Work request: What is needed is an exact copy of every entry.

Saved entries
:::::

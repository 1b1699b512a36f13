//! Test utilities shared across the crate.
//!
//! This module is only compiled during tests (`#[cfg(test)]`).

use rand::SeedableRng;
use rand::rngs::StdRng;
use std::sync::Arc;

use crate::core::dataset::{Dataset, Entry, EntryNumber};
use crate::core::state::App;

/// Builds an entry with a derived resolution and a fixed rule.
pub fn entry(number: &str, category: &str, situation: &str) -> Entry {
    Entry {
        number: EntryNumber::new(number),
        category: category.to_string(),
        situation: situation.to_string(),
        resolution: format!("Resolution for: {situation}"),
        rule: "101.2.2".to_string(),
    }
}

/// Forty entries, numbered 1..=40, stored in descending order.
///
/// Multiples of 4 are Backstroke (ten entries), the rest Freestyle.
/// Multiples of 3 mention a "Foot Fault" in the situation.
pub fn sample_dataset() -> Dataset {
    let entries = (1..=40)
        .rev()
        .map(|n| {
            let category = if n % 4 == 0 { "Backstroke" } else { "Freestyle" };
            let situation = if n % 3 == 0 {
                format!("Swimmer commits a Foot Fault at the start of heat {n}")
            } else {
                format!("Swimmer touches the wall early in heat {n}")
            };
            entry(&n.to_string(), category, &situation)
        })
        .collect();
    Dataset::new(entries, "Stroke")
}

/// Creates a test App over the sample dataset with a fixed seed.
pub fn test_app() -> App {
    App::new(Arc::new(sample_dataset()), StdRng::seed_from_u64(42))
}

:::::

Response:
repository 1b1699b512a36f13
//! Test utilities shared across the crate.
//!
//! This module is only compiled during tests (`#[cfg(test)]`).

use rand::SeedableRng;
use rand::rngs::StdRng;
use std::sync::Arc;

use crate::core::dataset::{Dataset, Entry, EntryNumber};
use crate::core::state::App;

/// Builds an entry with a derived resolution and a fixed rule.
pub fn entry(number: &str, category: &str, situation: &str) -> Entry {
    Entry {
        number: EntryNumber::new(number),
        category: category.to_string(),
        situation: situation.to_string(),
        resolution: format!("Resolution for: {situation}"),
        rule: "101.2.2".to_string(),
    }
}

/// Forty entries, numbered 1..=40, stored in descending order.
///
/// Multiples of 4 are Backstroke (ten entries), the rest Freestyle.
/// Multiples of 3 mention a "Foot Fault" in the situation.
pub fn sample_dataset() -> Dataset {
    let entries = (1..=40)
        .rev()
        .map(|n| {
            let category = if n % 4 == 0 { "Backstroke" } else { "Freestyle" };
            let situation = if n % 3 == 0 {
                format!("Swimmer commits a Foot Fault at the start of heat {n}")
            } else {
                format!("Swimmer touches the wall early in heat {n}")
            };
            entry(&n.to_string(), category, &situation)
        })
        .collect();
    Dataset::new(entries, "Stroke")
}

/// Creates a test App over the sample dataset with a fixed seed.
pub fn test_app() -> App {
    App::new(Arc::new(sample_dataset()), StdRng::seed_from_u64(42))
}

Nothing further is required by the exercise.